Chiuse gli occhi in un battito soltanto di ciglia, assaporando la sensazione di felicità che già serpeggiava dal petto, a farsi strada in tutto il corpo, la mente, il cuore in assalto perpetuo. Quando li riaprì, fu lieto di non essere stato vinto dal Tempo e con un leggero movimento della mano, strinse tra le proprie dita quelle dell'altra.
«Non so come ringraziarti, sul serio.»
Si chiese se per una volta il galateo potesse essere messo da parte, accantonato alla rinfusa: "non aprire i regali", se non da soli, era un monito che ancora lampeggiava nella sua memoria. Eppure, se ne fregò altamente: un sottile contatto con le bacche di vischio, un brivido che percorse la schiena improvvisamente, e finalmente il pacchetto brillò al suo contenuto ormai scoperto. «Il dio veggente.» Mormorò appena, e non fu sicuro di essere stato ascoltato. Riconobbe immediatamente il simbolo sul manufatto appena comparso: il Sole si espandeva sulla superficie di rame, e quasi i raggi si estendevano a rimirare una lira, un canto antico, di potere e vaga conoscenza, di arte e di mistica espressione. Il volto del Caposcuola era un tripudio di sensazioni: sorpresa, estasi, perfino un cenno di tristezza. Ed era, in quel connubio, una genuina rappresentazione. La bocca si dischiuse in un sorriso sincero.

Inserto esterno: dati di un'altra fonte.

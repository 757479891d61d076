//! Azure and Azure Stack providers.
//!
//! Both deliver custom data on an OVF provisioning volume. Azure uses a UDF
//! DVD; Azure Stack may present it as UDF or ISO 9660.

use std::path::PathBuf;

use super::ovf::{MountingReader, OvfFetcher, OvfProvider};
use crate::storage::{BlkidLister, FilesystemType};

pub type AzureProvider = OvfProvider<BlkidLister, MountingReader>;

/// Filesystem types probed on Azure.
pub fn azure_fs_types() -> Vec<FilesystemType> {
    vec![FilesystemType::UDF]
}

/// Filesystem types probed on Azure Stack, in order.
pub fn azure_stack_fs_types() -> Vec<FilesystemType> {
    vec![FilesystemType::UDF, FilesystemType::ISO9660]
}

pub fn azure(
    lister: BlkidLister,
    mount_base: impl Into<PathBuf>,
    check_media: bool,
) -> AzureProvider {
    OvfProvider::new(
        "azure",
        azure_fs_types(),
        OvfFetcher::new(lister, reader(mount_base, check_media)),
    )
}

pub fn azure_stack(
    lister: BlkidLister,
    mount_base: impl Into<PathBuf>,
    check_media: bool,
) -> AzureProvider {
    OvfProvider::new(
        "azurestack",
        azure_stack_fs_types(),
        OvfFetcher::new(lister, reader(mount_base, check_media)),
    )
}

fn reader(mount_base: impl Into<PathBuf>, check_media: bool) -> MountingReader {
    MountingReader::new(mount_base).with_media_check(check_media)
}
use std::path::PathBuf;

use clap::Args;
use firstboot::FilesystemType;
use firstboot::storage::{BlkidLister, BlockDeviceLister};

use super::base_options;

#[derive(Args, Debug)]
pub struct ListDevicesArgs {
    /// Filesystem type(s) to look for
    #[arg(long = "fs-type", required = true, num_args = 1..)]
    pub fs_types: Vec<FilesystemType>,

    /// blkid binary
    #[arg(long, env = firstboot_shared::constants::env::BLKID)]
    pub blkid: Option<PathBuf>,
}

pub fn execute(args: ListDevicesArgs, global: &crate::cli::GlobalFlags) -> anyhow::Result<()> {
    let options = base_options(global)?;
    let lister = BlkidLister::new(args.blkid.unwrap_or(options.blkid_path));

    for fs_type in &args.fs_types {
        for device in lister.list(fs_type)? {
            println!("{}\t{}", fs_type, device.display());
        }
    }
    Ok(())
}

«Apollo.» Parlò finalmente a voce normale, tradendo nel tono l'incanto di quel momento; non aveva ancora sfiorato l'amuleto e le dita tremarono convulsamente, per un lungo istante, quando lo recuperò dalla scatola. Il bagliore del rame con le tazze color crema del tavolo risaltò alle iridi del Caposcuola. «Questo è il regalo più bello che potessi farmi, Leah. Ha per me un valore infinito, credimi. Come...»
Lasciò adagiare l'amuleto sul palmo aperto della mano destra.
«Perché proprio Apollo?» chiese con sorpresa e curiosità insieme. Non aveva dimenticato le sue parole: e intimamente, lo sapeva, le avrebbe ricordate per sempre.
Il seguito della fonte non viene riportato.